I have always been a "glass is half empty" person. Because if my glass is half full, that's all I get. But if the glass is half empty, woo-hoo! Let's go top it up! When I was a kid I always had to remind myself that everybody else had this backwards.

So when doubts began to coalesce in my head about this week's half marathon (Baby's First Half! Surely someone makes a useless commemorative piece o plastic crap for that), I was distracted but also heartened.

Distracted by this: "Am I insane? Do I have any business trying to run 13 miles? Why did I want to do this?"

And heartened because even if I were half full of doubt about the half, that leaves 50% of my entire being to be sloshing around with excitement, belief, energy, happy goofy go-get-ems... in short, fun!

And I am nowhere near half full of doubt. Even with the craziness precipitated by the mere utterance of the words "stress fracture." Even with that freak-out, I was at most 5% doubt and 95% empty glass.

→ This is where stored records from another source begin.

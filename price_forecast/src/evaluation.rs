//! Hold-out evaluation of the forecasting model
//!
//! The last `holdout` points are hidden, the model is re-fitted to the rest,
//! and the forecast over the hidden part is scored by RMSE in scaled space.

use crate::config::PipelineConfig;
use crate::data::ScaledSeries;
use crate::error::{ForecastError, Result};
use crate::metrics::{root_mean_squared_error, round_to};
use crate::models::arima::{Arima, ArimaOrder, FitOptions};
use crate::stationarity::DifferencingOrder;
use crate::utils::train_test_split;
use serde::Serialize;
use tracing::debug;

/// Points hidden from the model during evaluation
pub const DEFAULT_HOLDOUT: usize = 30;

/// Shortest series that is scored
pub const MIN_EVALUATION_POINTS: usize = 60;

/// Outcome of scoring a series
#[derive(Debug, Clone, Copy, PartialEq, Serialize)]
#[serde(tag = "status", rename_all = "snake_case")]
pub enum EvaluationScore {
    /// Hold-out RMSE, rounded to two decimals
    Scored { rmse: f64 },
    /// History too short for a hold-out split
    Unscored { required: usize, available: usize },
}

impl EvaluationScore {
    /// The RMSE, if the series was scored
    pub fn rmse(&self) -> Option<f64> {
        match self {
            EvaluationScore::Scored { rmse } => Some(*rmse),
            EvaluationScore::Unscored { .. } => None,
        }
    }
}

/// Hold-out RMSE of ARIMA(5, d, 1) with the default split
pub fn evaluate(scaled: &ScaledSeries, d: DifferencingOrder) -> Result<f64> {
    holdout_rmse(
        scaled,
        ArimaOrder::with_differencing(d),
        FitOptions::default(),
        DEFAULT_HOLDOUT,
        MIN_EVALUATION_POINTS,
    )
}

/// Like [`evaluate`], with the insufficient-history case as a value
pub fn score(scaled: &ScaledSeries, d: DifferencingOrder) -> Result<EvaluationScore> {
    into_score(evaluate(scaled, d))
}

/// Score with order, split and fit options taken from `config`
pub fn evaluate_with(
    scaled: &ScaledSeries,
    d: DifferencingOrder,
    config: &PipelineConfig,
) -> Result<EvaluationScore> {
    let order = ArimaOrder::new(config.ar_order, d.as_usize(), config.ma_order);
    into_score(holdout_rmse(
        scaled,
        order,
        FitOptions::from(config),
        config.holdout,
        config.min_evaluation_points,
    ))
}

fn into_score(result: Result<f64>) -> Result<EvaluationScore> {
    match result {
        Ok(rmse) => Ok(EvaluationScore::Scored { rmse }),
        Err(ForecastError::InsufficientData {
            required,
            available,
        }) => Ok(EvaluationScore::Unscored {
            required,
            available,
        }),
        Err(e) => Err(e),
    }
}

fn holdout_rmse(
    scaled: &ScaledSeries,
    order: ArimaOrder,
    options: FitOptions,
    holdout: usize,
    min_points: usize,
) -> Result<f64> {
    let required = min_points.max(holdout + 1);
    if scaled.len() < required {
        return Err(ForecastError::InsufficientData {
            required,
            available: scaled.len(),
        });
    }

    let (train, test) = train_test_split(scaled.values(), holdout);
    let fitted = Arima::with_options(order, options).fit(&train)?;
    let forecast = fitted.forecast(test.len())?;

    let rmse = round_to(root_mean_squared_error(&test, forecast.values()), 2);
    if !rmse.is_finite() {
        return Err(ForecastError::ModelFitFailure(
            "hold-out forecast produced a non-finite error".to_string(),
        ));
    }

    debug!(train = train.len(), test = test.len(), rmse, "evaluated hold-out");
    Ok(rmse)
}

Today, even with my pissy-diva lower leg on its fainting couch, I am starting to fill up with giddiness.

More about the leg melodrama in a while, since I am seeing an actual medical professional this afternoon.

1 comments:

Foodie said...

I have never done a half - only a 10k and I will tell you that because I "ran" it so slowly that I talked to my friend the entire time, when it was over I'm sure I could have run it again.

So just take it as slow as you can possibly stand until mile 12 is done. Then, if you have any desire, you run - really run. You know you could walk it, so you can do that when you need to as well. You can do it. Slow and easy and you'll do it just fine.